WORK TASK
Copy every entry exactly.

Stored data
※ ※ ※

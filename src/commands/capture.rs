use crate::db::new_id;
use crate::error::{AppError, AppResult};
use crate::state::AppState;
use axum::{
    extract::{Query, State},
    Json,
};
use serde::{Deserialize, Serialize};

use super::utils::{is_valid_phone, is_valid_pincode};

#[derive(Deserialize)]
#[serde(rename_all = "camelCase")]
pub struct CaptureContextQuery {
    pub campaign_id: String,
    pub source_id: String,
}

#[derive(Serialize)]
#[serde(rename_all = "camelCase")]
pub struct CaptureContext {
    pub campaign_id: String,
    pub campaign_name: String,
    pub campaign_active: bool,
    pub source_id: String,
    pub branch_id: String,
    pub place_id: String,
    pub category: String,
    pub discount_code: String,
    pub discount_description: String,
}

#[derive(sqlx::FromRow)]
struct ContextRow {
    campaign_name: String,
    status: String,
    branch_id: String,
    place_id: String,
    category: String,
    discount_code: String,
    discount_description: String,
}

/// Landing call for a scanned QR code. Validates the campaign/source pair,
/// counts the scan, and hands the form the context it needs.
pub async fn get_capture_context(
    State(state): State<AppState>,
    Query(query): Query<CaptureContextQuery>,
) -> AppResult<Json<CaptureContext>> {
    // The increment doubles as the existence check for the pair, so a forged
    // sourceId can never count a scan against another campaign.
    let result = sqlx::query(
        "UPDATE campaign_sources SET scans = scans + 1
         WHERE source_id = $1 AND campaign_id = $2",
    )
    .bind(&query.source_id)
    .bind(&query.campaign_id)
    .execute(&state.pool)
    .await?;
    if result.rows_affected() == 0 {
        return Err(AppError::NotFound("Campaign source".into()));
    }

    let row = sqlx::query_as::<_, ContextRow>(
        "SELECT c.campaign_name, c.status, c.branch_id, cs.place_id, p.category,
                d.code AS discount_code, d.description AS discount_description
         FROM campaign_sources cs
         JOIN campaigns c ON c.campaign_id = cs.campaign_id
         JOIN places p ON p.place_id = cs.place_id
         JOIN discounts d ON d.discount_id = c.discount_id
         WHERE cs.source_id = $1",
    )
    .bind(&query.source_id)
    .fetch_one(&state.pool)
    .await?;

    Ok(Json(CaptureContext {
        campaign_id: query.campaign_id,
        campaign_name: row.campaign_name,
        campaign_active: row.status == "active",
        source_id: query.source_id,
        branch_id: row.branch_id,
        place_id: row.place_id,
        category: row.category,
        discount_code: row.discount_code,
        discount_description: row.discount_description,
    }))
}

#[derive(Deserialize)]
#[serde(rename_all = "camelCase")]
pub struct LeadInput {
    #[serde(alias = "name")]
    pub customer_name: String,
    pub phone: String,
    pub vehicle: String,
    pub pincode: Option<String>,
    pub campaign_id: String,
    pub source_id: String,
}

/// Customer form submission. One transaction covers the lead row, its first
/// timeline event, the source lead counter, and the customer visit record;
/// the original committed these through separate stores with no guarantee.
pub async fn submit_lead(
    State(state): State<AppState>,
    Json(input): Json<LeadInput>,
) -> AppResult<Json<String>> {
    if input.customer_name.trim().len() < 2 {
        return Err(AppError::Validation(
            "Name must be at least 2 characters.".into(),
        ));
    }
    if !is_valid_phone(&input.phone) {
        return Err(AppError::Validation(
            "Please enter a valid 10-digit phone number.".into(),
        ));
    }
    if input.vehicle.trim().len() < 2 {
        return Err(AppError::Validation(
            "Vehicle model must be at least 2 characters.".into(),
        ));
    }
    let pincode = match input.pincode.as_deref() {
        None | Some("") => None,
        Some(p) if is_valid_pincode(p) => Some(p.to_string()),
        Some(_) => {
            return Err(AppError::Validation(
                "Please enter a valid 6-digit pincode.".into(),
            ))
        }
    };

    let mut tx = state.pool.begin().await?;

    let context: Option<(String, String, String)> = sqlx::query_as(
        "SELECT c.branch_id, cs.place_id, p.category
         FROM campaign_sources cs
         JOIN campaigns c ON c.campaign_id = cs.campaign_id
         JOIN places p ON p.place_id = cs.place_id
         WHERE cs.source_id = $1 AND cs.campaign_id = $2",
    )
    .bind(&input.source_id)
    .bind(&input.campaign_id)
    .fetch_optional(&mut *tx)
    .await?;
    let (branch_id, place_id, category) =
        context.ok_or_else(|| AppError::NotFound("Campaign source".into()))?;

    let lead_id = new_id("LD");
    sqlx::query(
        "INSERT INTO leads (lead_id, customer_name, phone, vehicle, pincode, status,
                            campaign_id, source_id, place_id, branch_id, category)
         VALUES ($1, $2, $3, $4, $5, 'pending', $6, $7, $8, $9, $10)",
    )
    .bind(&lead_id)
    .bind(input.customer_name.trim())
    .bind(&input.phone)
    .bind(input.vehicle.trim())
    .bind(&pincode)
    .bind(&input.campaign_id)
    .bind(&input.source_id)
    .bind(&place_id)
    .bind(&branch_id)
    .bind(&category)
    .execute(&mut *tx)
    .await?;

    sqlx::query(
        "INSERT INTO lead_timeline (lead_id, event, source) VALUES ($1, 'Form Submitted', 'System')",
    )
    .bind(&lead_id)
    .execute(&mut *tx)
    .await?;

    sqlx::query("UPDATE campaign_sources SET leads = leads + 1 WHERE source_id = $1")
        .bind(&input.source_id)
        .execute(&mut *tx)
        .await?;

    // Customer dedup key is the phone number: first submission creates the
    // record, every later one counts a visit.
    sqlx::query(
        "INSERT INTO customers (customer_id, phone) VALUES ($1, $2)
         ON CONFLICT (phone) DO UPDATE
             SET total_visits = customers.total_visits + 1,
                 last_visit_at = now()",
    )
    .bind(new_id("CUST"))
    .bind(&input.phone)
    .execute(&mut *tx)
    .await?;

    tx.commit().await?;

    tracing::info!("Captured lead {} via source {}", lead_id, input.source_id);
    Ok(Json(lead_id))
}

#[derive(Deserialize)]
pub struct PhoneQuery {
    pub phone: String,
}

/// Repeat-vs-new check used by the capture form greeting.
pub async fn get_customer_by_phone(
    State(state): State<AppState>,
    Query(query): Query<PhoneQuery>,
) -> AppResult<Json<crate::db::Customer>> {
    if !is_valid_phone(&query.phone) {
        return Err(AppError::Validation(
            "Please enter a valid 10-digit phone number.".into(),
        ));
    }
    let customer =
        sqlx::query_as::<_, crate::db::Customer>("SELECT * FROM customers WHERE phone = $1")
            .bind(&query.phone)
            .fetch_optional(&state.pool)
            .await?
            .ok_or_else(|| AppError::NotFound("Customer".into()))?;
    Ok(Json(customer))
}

※ ※ ※

EXERCISE RESULT
filename src/commands/capture.rs
use crate::db::new_id;
use crate::error::{AppError, AppResult};
use crate::state::AppState;
use axum::{
    extract::{Query, State},
    Json,
};
use serde::{Deserialize, Serialize};

use super::utils::{is_valid_phone, is_valid_pincode};

#[derive(Deserialize)]
#[serde(rename_all = "camelCase")]
pub struct CaptureContextQuery {
    pub campaign_id: String,
    pub source_id: String,
}

#[derive(Serialize)]
#[serde(rename_all = "camelCase")]
pub struct CaptureContext {
    pub campaign_id: String,
    pub campaign_name: String,
    pub campaign_active: bool,
    pub source_id: String,
    pub branch_id: String,
    pub place_id: String,
    pub category: String,
    pub discount_code: String,
    pub discount_description: String,
}

#[derive(sqlx::FromRow)]
struct ContextRow {
    campaign_name: String,
    status: String,
    branch_id: String,
    place_id: String,
    category: String,
    discount_code: String,
    discount_description: String,
}

/// Landing call for a scanned QR code. Validates the campaign/source pair,
/// counts the scan, and hands the form the context it needs.
pub async fn get_capture_context(
    State(state): State<AppState>,
    Query(query): Query<CaptureContextQuery>,
) -> AppResult<Json<CaptureContext>> {
    // The increment doubles as the existence check for the pair, so a forged
    // sourceId can never count a scan against another campaign.
    let result = sqlx::query(
        "UPDATE campaign_sources SET scans = scans + 1
         WHERE source_id = $1 AND campaign_id = $2",
    )
    .bind(&query.source_id)
    .bind(&query.campaign_id)
    .execute(&state.pool)
    .await?;
    if result.rows_affected() == 0 {
        return Err(AppError::NotFound("Campaign source".into()));
    }

    let row = sqlx::query_as::<_, ContextRow>(
        "SELECT c.campaign_name, c.status, c.branch_id, cs.place_id, p.category,
                d.code AS discount_code, d.description AS discount_description
         FROM campaign_sources cs
         JOIN campaigns c ON c.campaign_id = cs.campaign_id
         JOIN places p ON p.place_id = cs.place_id
         JOIN discounts d ON d.discount_id = c.discount_id
         WHERE cs.source_id = $1",
    )
    .bind(&query.source_id)
    .fetch_one(&state.pool)
    .await?;

    Ok(Json(CaptureContext {
        campaign_id: query.campaign_id,
        campaign_name: row.campaign_name,
        campaign_active: row.status == "active",
        source_id: query.source_id,
        branch_id: row.branch_id,
        place_id: row.place_id,
        category: row.category,
        discount_code: row.discount_code,
        discount_description: row.discount_description,
    }))
}

#[derive(Deserialize)]
#[serde(rename_all = "camelCase")]
pub struct LeadInput {
    #[serde(alias = "name")]
    pub customer_name: String,
    pub phone: String,
    pub vehicle: String,
    pub pincode: Option<String>,
    pub campaign_id: String,
    pub source_id: String,
}

/// Customer form submission. One transaction covers the lead row, its first
/// timeline event, the source lead counter, and the customer visit record;
/// the original committed these through separate stores with no guarantee.
pub async fn submit_lead(
    State(state): State<AppState>,
    Json(input): Json<LeadInput>,
) -> AppResult<Json<String>> {
    if input.customer_name.trim().len() < 2 {
        return Err(AppError::Validation(
            "Name must be at least 2 characters.".into(),
        ));
    }
    if !is_valid_phone(&input.phone) {
        return Err(AppError::Validation(
            "Please enter a valid 10-digit phone number.".into(),
        ));
    }
    if input.vehicle.trim().len() < 2 {
        return Err(AppError::Validation(
            "Vehicle model must be at least 2 characters.".into(),
        ));
    }
    let pincode = match input.pincode.as_deref() {
        None | Some("") => None,
        Some(p) if is_valid_pincode(p) => Some(p.to_string()),
        Some(_) => {
            return Err(AppError::Validation(
                "Please enter a valid 6-digit pincode.".into(),
            ))
        }
    };

    let mut tx = state.pool.begin().await?;

    let context: Option<(String, String, String)> = sqlx::query_as(
        "SELECT c.branch_id, cs.place_id, p.category
         FROM campaign_sources cs
         JOIN campaigns c ON c.campaign_id = cs.campaign_id
         JOIN places p ON p.place_id = cs.place_id
         WHERE cs.source_id = $1 AND cs.campaign_id = $2",
    )
    .bind(&input.source_id)
    .bind(&input.campaign_id)
    .fetch_optional(&mut *tx)
    .await?;
    let (branch_id, place_id, category) =
        context.ok_or_else(|| AppError::NotFound("Campaign source".into()))?;

    let lead_id = new_id("LD");
    sqlx::query(
        "INSERT INTO leads (lead_id, customer_name, phone, vehicle, pincode, status,
                            campaign_id, source_id, place_id, branch_id, category)
         VALUES ($1, $2, $3, $4, $5, 'pending', $6, $7, $8, $9, $10)",
    )
    .bind(&lead_id)
    .bind(input.customer_name.trim())
    .bind(&input.phone)
    .bind(input.vehicle.trim())
    .bind(&pincode)
    .bind(&input.campaign_id)
    .bind(&input.source_id)
    .bind(&place_id)
    .bind(&branch_id)
    .bind(&category)
    .execute(&mut *tx)
    .await?;

    sqlx::query(
        "INSERT INTO lead_timeline (lead_id, event, source) VALUES ($1, 'Form Submitted', 'System')",
    )
    .bind(&lead_id)
    .execute(&mut *tx)
    .await?;

    sqlx::query("UPDATE campaign_sources SET leads = leads + 1 WHERE source_id = $1")
        .bind(&input.source_id)
        .execute(&mut *tx)
        .await?;

    // Customer dedup key is the phone number: first submission creates the
    // record, every later one counts a visit.
    sqlx::query(
        "INSERT INTO customers (customer_id, phone) VALUES ($1, $2)
         ON CONFLICT (phone) DO UPDATE
             SET total_visits = customers.total_visits + 1,
                 last_visit_at = now()",
    )
    .bind(new_id("CUST"))
    .bind(&input.phone)
    .execute(&mut *tx)
    .await?;

    tx.commit().await?;

    tracing::info!("Captured lead {} via source {}", lead_id, input.source_id);
    Ok(Json(lead_id))
}

#[derive(Deserialize)]
pub struct PhoneQuery {
    pub phone: String,
}

/// Repeat-vs-new check used by the capture form greeting.
pub async fn get_customer_by_phone(
    State(state): State<AppState>,
    Query(query): Query<PhoneQuery>,
) -> AppResult<Json<crate::db::Customer>> {
    if !is_valid_phone(&query.phone) {
        return Err(AppError::Validation(
            "Please enter a valid 10-digit phone number.".into(),
        ));
    }
    let customer =
        sqlx::query_as::<_, crate::db::Customer>("SELECT * FROM customers WHERE phone = $1")
            .bind(&query.phone)
            .fetch_optional(&state.pool)
            .await?
            .ok_or_else(|| AppError::NotFound("Customer".into()))?;
    Ok(Json(customer))
}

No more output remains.